Joint committee asks for views on proposal that three statutory bodies oversee governance of project


MPs and peers examining the proposed bill that will legislate for the multi-billion pound restoration of the Palace of Westminster have launched their call for evidence to find whether the government structures in place are fit for purpose.

The joint committee on the Restoration and Renewal Bill includes former home secretary David Blunkett and Building correspondent and Lib Dem peer Andrew Stunell and is chaired by Tory MP Caroline Spelman.

It is inviting views on whether the governance structures for the restoration and renewal (R&R) programme set out in the draft bill are “appropriate”. The multi-billion pound scheme will see MPs and peers decant to temporary offices nearby, while the work itself is unlikely to start until the middle of the next decade.

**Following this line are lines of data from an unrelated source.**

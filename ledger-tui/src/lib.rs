//! A terminal client browser built on the `gridview` grid.

pub mod app;
pub mod config;
pub mod input;
pub mod paths;
pub mod settings;
pub mod store;
pub mod terminal;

The draft Bill proposes establishing three independent statutory bodies that would provide the governance throughout the rebuilding programme, namely a sponsor body to oversee the programme, a delivery authority to undertake the works and an estimates commission to review budgets and expenditure.

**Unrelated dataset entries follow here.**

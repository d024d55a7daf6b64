//! Column descriptors and accessor resolution.

use std::fmt;
use std::hash::Hash;
use std::sync::Arc;

use crate::error::GridError;

/// Trait for rows that can be displayed in a Grid.
///
/// `key` identifies the row within the rendered page; it is used for element
/// ids and for matching the expanded row, so keys must be unique per page.
/// `field` backs [`Accessor::Field`]; unknown names should return
/// [`CellValue::Empty`].
///
/// # Example
///
/// ```
/// use gridview::{CellValue, GridRow};
///
/// #[derive(Clone)]
/// struct Supplier {
///     id: u32,
///     name: String,
/// }
///
/// impl GridRow for Supplier {
///     type Key = u32;
///
///     fn key(&self) -> u32 {
///         self.id
///     }
///
///     fn field(&self, name: &str) -> CellValue {
///         match name {
///             "id" => self.id.into(),
///             "name" => self.name.as_str().into(),
///             _ => CellValue::Empty,
///         }
///     }
/// }
/// ```
pub trait GridRow: Clone + Send + Sync + 'static {
    /// The key type used to identify this row.
    type Key: Clone + Eq + Hash + ToString + fmt::Debug + Send + Sync + 'static;

    /// Return a unique key for this row.
    fn key(&self) -> Self::Key;

    /// Look up a field by name.
    fn field(&self, name: &str) -> CellValue {
        let _ = name;
        CellValue::Empty
    }
}

/// A displayable cell value.
#[derive(Debug, Clone, PartialEq, Default)]
pub enum CellValue {
    #[default]
    Empty,
    Text(String),
    Int(i64),
    Float(f64),
    Bool(bool),
}

impl CellValue {
    pub fn is_empty(&self) -> bool {
        match self {
            CellValue::Empty => true,
            CellValue::Text(s) => s.is_empty(),
            _ => false,
        }
    }
}

impl fmt::Display for CellValue {
    fn fmt(&self, f: &mut fmt::Formatter<'_>) -> fmt::Result {
        match self {
            CellValue::Empty => Ok(()),
            CellValue::Text(s) => f.write_str(s),
            CellValue::Int(n) => write!(f, "{n}"),
            CellValue::Float(n) => write!(f, "{n}"),
            CellValue::Bool(b) => write!(f, "{b}"),
        }
    }
}

impl From<&str> for CellValue {
    fn from(value: &str) -> Self {
        CellValue::Text(value.to_string())
    }
}

impl From<String> for CellValue {
    fn from(value: String) -> Self {
        CellValue::Text(value)
    }
}

impl From<bool> for CellValue {
    fn from(value: bool) -> Self {
        CellValue::Bool(value)
    }
}

impl From<f64> for CellValue {
    fn from(value: f64) -> Self {
        CellValue::Float(value)
    }
}

macro_rules! int_cell_value {
    ($($ty:ty),*) => {
        $(
            impl From<$ty> for CellValue {
                fn from(value: $ty) -> Self {
                    CellValue::Int(i64::from(value))
                }
            }
        )*
    };
}

int_cell_value!(i8, i16, i32, i64, u8, u16, u32);

impl<V: Into<CellValue>> From<Option<V>> for CellValue {
    fn from(value: Option<V>) -> Self {
        value.map(Into::into).unwrap_or_default()
    }
}

/// How a column extracts its value from a row.
pub enum Accessor<T> {
    /// A named field, resolved through [`GridRow::field`].
    Field(&'static str),
    /// A derivation from the whole row. Must not have side effects.
    Derived(Arc<dyn Fn(&T) -> CellValue + Send + Sync>),
}

impl<T> Clone for Accessor<T> {
    fn clone(&self) -> Self {
        match self {
            Accessor::Field(name) => Accessor::Field(*name),
            Accessor::Derived(f) => Accessor::Derived(Arc::clone(f)),
        }
    }
}

impl<T> fmt::Debug for Accessor<T> {
    fn fmt(&self, f: &mut fmt::Formatter<'_>) -> fmt::Result {
        match self {
            Accessor::Field(name) => write!(f, "Field({name:?})"),
            Accessor::Derived(_) => write!(f, "Derived(..)"),
        }
    }
}

/// Column width specification.
#[derive(Clone, Copy, Debug, Default, PartialEq, Eq)]
pub enum ColumnWidth {
    /// Fit the widest of header and cell values on the page.
    #[default]
    Auto,
    /// Fixed width in characters; longer values are clipped.
    Fixed(u16),
}

/// A grid column definition.
pub struct Column<T> {
    /// Header label, also the column's key within its set.
    pub header: String,
    pub accessor: Accessor<T>,
    /// Detail-only column: left out of the row, shown in the expanded panel.
    pub hidden: bool,
    /// Presentation hint copied onto every cell as element data `class`.
    pub class_name: Option<String>,
    pub width: ColumnWidth,
}

impl<T> Clone for Column<T> {
    fn clone(&self) -> Self {
        Self {
            header: self.header.clone(),
            accessor: self.accessor.clone(),
            hidden: self.hidden,
            class_name: self.class_name.clone(),
            width: self.width,
        }
    }
}

impl<T> fmt::Debug for Column<T> {
    fn fmt(&self, f: &mut fmt::Formatter<'_>) -> fmt::Result {
        f.debug_struct("Column")
            .field("header", &self.header)
            .field("accessor", &self.accessor)
            .field("hidden", &self.hidden)
            .field("class_name", &self.class_name)
            .field("width", &self.width)
            .finish()
    }
}

impl<T: GridRow> Column<T> {
    /// Column reading a named field of the row.
    pub fn field(header: impl Into<String>, name: &'static str) -> Self {
        Self::with_accessor(header, Accessor::Field(name))
    }

    /// Column computing its value from the row.
    pub fn derived<F>(header: impl Into<String>, f: F) -> Self
    where
        F: Fn(&T) -> CellValue + Send + Sync + 'static,
    {
        Self::with_accessor(header, Accessor::Derived(Arc::new(f)))
    }

    pub fn with_accessor(header: impl Into<String>, accessor: Accessor<T>) -> Self {
        Self {
            header: header.into(),
            accessor,
            hidden: false,
            class_name: None,
            width: ColumnWidth::default(),
        }
    }

    /// Mark this column detail-only.
    pub fn hidden(mut self) -> Self {
        self.hidden = true;
        self
    }

    pub fn class_name(mut self, class: impl Into<String>) -> Self {
        self.class_name = Some(class.into());
        self
    }

    /// Set a fixed width for this column.
    pub fn fixed(mut self, width: u16) -> Self {
        self.width = ColumnWidth::Fixed(width);
        self
    }

    /// Resolve this column's value for a row.
    ///
    /// Panics raised by a derived accessor are not caught.
    pub fn resolve(&self, row: &T) -> CellValue {
        match &self.accessor {
            Accessor::Field(name) => row.field(name),
            Accessor::Derived(f) => f(row),
        }
    }
}

/// Split columns into (visible, detail-only), keeping relative order.
pub fn partition<T>(columns: &[Column<T>]) -> (Vec<&Column<T>>, Vec<&Column<T>>) {
    columns.iter().partition(|c| !c.hidden)
}

/// A column set whose headers are known to be unique.
pub struct Columns<T> {
    columns: Vec<Column<T>>,
}

impl<T> Clone for Columns<T> {
    fn clone(&self) -> Self {
        Self {
            columns: self.columns.clone(),
        }
    }
}

impl<T> fmt::Debug for Columns<T> {
    fn fmt(&self, f: &mut fmt::Formatter<'_>) -> fmt::Result {
        f.debug_list().entries(&self.columns).finish()
    }
}

impl<T> Columns<T> {
    pub fn new(columns: Vec<Column<T>>) -> Result<Self, GridError> {
        for (i, col) in columns.iter().enumerate() {
            if columns[..i].iter().any(|c| c.header == col.header) {
                return Err(GridError::DuplicateHeader(col.header.clone()));
            }
        }
        Ok(Self { columns })
    }

    pub fn as_slice(&self) -> &[Column<T>] {
        &self.columns
    }

    pub fn len(&self) -> usize {
        self.columns.len()
    }

    pub fn is_empty(&self) -> bool {
        self.columns.is_empty()
    }
}

impl<T> From<Columns<T>> for Vec<Column<T>> {
    fn from(set: Columns<T>) -> Self {
        set.columns
    }
}

impl<T> TryFrom<Vec<Column<T>>> for Columns<T> {
    type Error = GridError;

    fn try_from(columns: Vec<Column<T>>) -> Result<Self, Self::Error> {
        Self::new(columns)
    }
}

#[cfg(test)]
mod tests {
    use super::*;

    #[derive(Clone)]
    struct Item {
        sku: u32,
        label: String,
    }

    impl GridRow for Item {
        type Key = u32;

        fn key(&self) -> u32 {
            self.sku
        }

        fn field(&self, name: &str) -> CellValue {
            match name {
                "sku" => self.sku.into(),
                "label" => self.label.as_str().into(),
                _ => CellValue::Empty,
            }
        }
    }

    fn item() -> Item {
        Item {
            sku: 7,
            label: "bolt".into(),
        }
    }

    #[test]
    fn field_accessor_reads_named_field() {
        let col = Column::<Item>::field("SKU", "sku");
        assert_eq!(col.resolve(&item()), CellValue::Int(7));
    }

    #[test]
    fn unknown_field_resolves_empty() {
        let col = Column::<Item>::field("Weight", "weight");
        assert_eq!(col.resolve(&item()), CellValue::Empty);
        assert_eq!(col.resolve(&item()).to_string(), "");
    }

    #[test]
    fn derived_accessor_sees_whole_row() {
        let col = Column::<Item>::derived("Tag", |i| format!("{}#{}", i.label, i.sku).into());
        assert_eq!(col.resolve(&item()).to_string(), "bolt#7");
    }

    #[test]
    fn partition_keeps_relative_order() {
        let cols = vec![
            Column::<Item>::field("A", "sku"),
            Column::<Item>::field("B", "label").hidden(),
            Column::<Item>::field("C", "sku"),
            Column::<Item>::field("D", "label").hidden(),
        ];
        let (visible, detail) = partition(&cols);
        let names = |v: &[&Column<Item>]| v.iter().map(|c| c.header.clone()).collect::<Vec<_>>();
        assert_eq!(names(&visible[..]), ["A", "C"]);
        assert_eq!(names(&detail[..]), ["B", "D"]);
    }

    #[test]
    fn duplicate_headers_are_rejected() {
        let cols = vec![
            Column::<Item>::field("Name", "label"),
            Column::<Item>::field("Name", "sku").hidden(),
        ];
        let err = Columns::new(cols).unwrap_err();
        assert_eq!(err, GridError::DuplicateHeader("Name".into()));
    }

    #[test]
    fn optional_values_convert() {
        assert_eq!(CellValue::from(None::<i32>), CellValue::Empty);
        assert_eq!(CellValue::from(Some("x")), CellValue::Text("x".into()));
    }
}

Spelman said the R&R programme would be one of the most significant conservation projects in UK history. “The Palace of Westminster is a truly iconic building and among the most recognised across the globe, for many it is a symbol of both the UK and democracy internationally.

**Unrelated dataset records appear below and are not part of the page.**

//! Simulated remote client store.
//!
//! Behaves like a paged HTTP API: every call waits out a configurable
//! latency, pages are 1-based, and a request past the end is answered with
//! the last page.

use std::fmt;
use std::sync::Arc;
use std::time::Duration;

use chrono::NaiveDate;
use dashmap::DashMap;
use gridview::{CellValue, GridError, GridRow, PaginationMeta, total_pages};
use log::debug;
use thiserror::Error;

#[derive(Debug, Clone, PartialEq, Eq, Error)]
pub enum StoreError {
    #[error("client {0} not found")]
    NotFound(u32),
    #[error("page size must be at least 1")]
    InvalidPageSize,
}

#[derive(Debug, Clone, Copy, PartialEq, Eq)]
pub enum ClientStatus {
    Active,
    Paused,
    Closed,
}

impl ClientStatus {
    /// Next status in the Active -> Paused -> Closed -> Active cycle.
    pub fn next(self) -> Self {
        match self {
            Self::Active => Self::Paused,
            Self::Paused => Self::Closed,
            Self::Closed => Self::Active,
        }
    }
}

impl fmt::Display for ClientStatus {
    fn fmt(&self, f: &mut fmt::Formatter<'_>) -> fmt::Result {
        let name = match self {
            Self::Active => "active",
            Self::Paused => "paused",
            Self::Closed => "closed",
        };
        f.write_str(name)
    }
}

#[derive(Debug, Clone, PartialEq)]
pub struct Client {
    pub id: u32,
    pub name: String,
    pub city: String,
    pub email: String,
    pub phone: String,
    pub balance_cents: i64,
    pub since: NaiveDate,
    pub status: ClientStatus,
}

impl GridRow for Client {
    type Key = u32;

    fn key(&self) -> u32 {
        self.id
    }

    fn field(&self, name: &str) -> CellValue {
        match name {
            "id" => self.id.into(),
            "name" => self.name.as_str().into(),
            "city" => self.city.as_str().into(),
            "email" => self.email.as_str().into(),
            "phone" => self.phone.as_str().into(),
            "since" => self.since.format("%Y-%m-%d").to_string().into(),
            "status" => self.status.to_string().into(),
            _ => CellValue::Empty,
        }
    }
}

/// One page of results plus enough to drive a pagination control.
#[derive(Debug, Clone, PartialEq)]
pub struct Page<T> {
    pub items: Vec<T>,
    /// 1-based page actually returned, after clamping.
    pub page: u32,
    pub total_pages: u32,
    pub total_items: usize,
}

impl<T> Page<T> {
    pub fn meta(&self) -> Result<PaginationMeta, GridError> {
        PaginationMeta::new(self.page, self.total_pages)
    }
}

/// Shared, cloneable handle to the client table.
#[derive(Clone)]
pub struct ClientStore {
    clients: Arc<DashMap<u32, Client>>,
    latency: Duration,
}

const FIRST_NAMES: [&str; 8] = ["Ana", "Bram", "Chloe", "Dev", "Elif", "Femi", "Greta", "Hugo"];
const LAST_NAMES: [&str; 5] = ["Silva", "Jansen", "Okafor", "Novak", "Tanaka"];
const CITIES: [&str; 6] = ["Lisbon", "Utrecht", "Lagos", "Brno", "Osaka", "Quito"];

impl ClientStore {
    pub fn new(clients: impl IntoIterator<Item = Client>, latency: Duration) -> Self {
        let map = DashMap::new();
        for client in clients {
            map.insert(client.id, client);
        }
        Self {
            clients: Arc::new(map),
            latency,
        }
    }

    /// Store with `count` generated clients, ids `1..=count`.
    pub fn seeded(count: u32, latency: Duration) -> Self {
        Self::new((1..=count).map(sample_client), latency)
    }

    pub fn len(&self) -> usize {
        self.clients.len()
    }

    pub fn is_empty(&self) -> bool {
        self.clients.is_empty()
    }

    /// Fetch one page ordered by id. `page` is clamped into `1..=total_pages`.
    pub async fn fetch_page(&self, page: u32, page_size: u32) -> Result<Page<Client>, StoreError> {
        if page_size == 0 {
            return Err(StoreError::InvalidPageSize);
        }
        self.wait().await;

        let mut all: Vec<Client> = self.clients.iter().map(|e| e.value().clone()).collect();
        all.sort_by_key(|c| c.id);

        let total_items = all.len();
        let PaginationMeta { page, total_pages } =
            PaginationMeta::clamped(page, total_pages(total_items, page_size as usize));
        let start = (page as usize - 1) * page_size as usize;
        let items: Vec<Client> = all.into_iter().skip(start).take(page_size as usize).collect();

        debug!(
            "Fetched page {}/{} ({} of {} clients)",
            page,
            total_pages,
            items.len(),
            total_items
        );
        Ok(Page {
            items,
            page,
            total_pages,
            total_items,
        })
    }

    /// Replace a stored client, returning the saved copy.
    pub async fn update(&self, client: Client) -> Result<Client, StoreError> {
        self.wait().await;
        let mut entry = self
            .clients
            .get_mut(&client.id)
            .ok_or(StoreError::NotFound(client.id))?;
        *entry = client.clone();
        debug!("Updated client {}", client.id);
        Ok(client)
    }

    /// Remove a client, returning what was removed.
    pub async fn delete(&self, id: u32) -> Result<Client, StoreError> {
        self.wait().await;
        let (_, removed) = self.clients.remove(&id).ok_or(StoreError::NotFound(id))?;
        debug!("Deleted client {}", id);
        Ok(removed)
    }

    async fn wait(&self) {
        if !self.latency.is_zero() {
            tokio::time::sleep(self.latency).await;
        }
    }
}

fn sample_client(id: u32) -> Client {
    let i = id as usize;
    let first = FIRST_NAMES[i % FIRST_NAMES.len()];
    let last = LAST_NAMES[(i / FIRST_NAMES.len()) % LAST_NAMES.len()];
    let since = NaiveDate::from_ymd_opt(2015 + (id % 9) as i32, 1 + id % 12, 1 + id % 28)
        .unwrap_or(NaiveDate::MIN);
    let status = match id % 7 {
        0 => ClientStatus::Closed,
        3 => ClientStatus::Paused,
        _ => ClientStatus::Active,
    };

    Client {
        id,
        name: format!("{first} {last}"),
        city: CITIES[i % CITIES.len()].to_string(),
        email: format!("{}.{}@example.com", first.to_lowercase(), last.to_lowercase()),
        phone: format!("+31 20 555 {:04}", id % 10_000),
        balance_cents: (i64::from(id) * 7_919) % 250_000 - 50_000,
        since,
        status,
    }
}

/// Format cents as a signed amount with two decimals, e.g. `-12.05`.
pub fn format_cents(cents: i64) -> String {
    let sign = if cents < 0 { "-" } else { "" };
    let abs = cents.unsigned_abs();
    format!("{sign}{}.{:02}", abs / 100, abs % 100)
}

#[cfg(test)]
mod tests {
    use super::*;

    #[test]
    fn status_cycles() {
        let s = ClientStatus::Active;
        assert_eq!(s.next(), ClientStatus::Paused);
        assert_eq!(s.next().next(), ClientStatus::Closed);
        assert_eq!(s.next().next().next(), ClientStatus::Active);
    }

    #[test]
    fn cents_formatting() {
        assert_eq!(format_cents(0), "0.00");
        assert_eq!(format_cents(1250), "12.50");
        assert_eq!(format_cents(-1205), "-12.05");
        assert_eq!(format_cents(-5), "-0.05");
    }

    #[test]
    fn seeded_clients_are_well_formed() {
        let client = sample_client(12);
        assert_eq!(client.id, 12);
        assert!(client.email.ends_with("@example.com"));
        assert_eq!(client.field("since"), CellValue::Text(client.since.format("%Y-%m-%d").to_string()));
        assert_eq!(client.field("nope"), CellValue::Empty);
    }
}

“But beyond this, the project has to ensure that the renewed building makes provision for future technological developments, accessibility to all, and a secure and safe environment for visitors and all who work here, so that Parliament may continue to adapt to requirements in the 21st century.

“For any project on this scale it is vital the right governance systems are in place to ensure the programme is run efficiently, effectively and delivers value for money.”

Interested parties can submit evidence by 18 January 2019.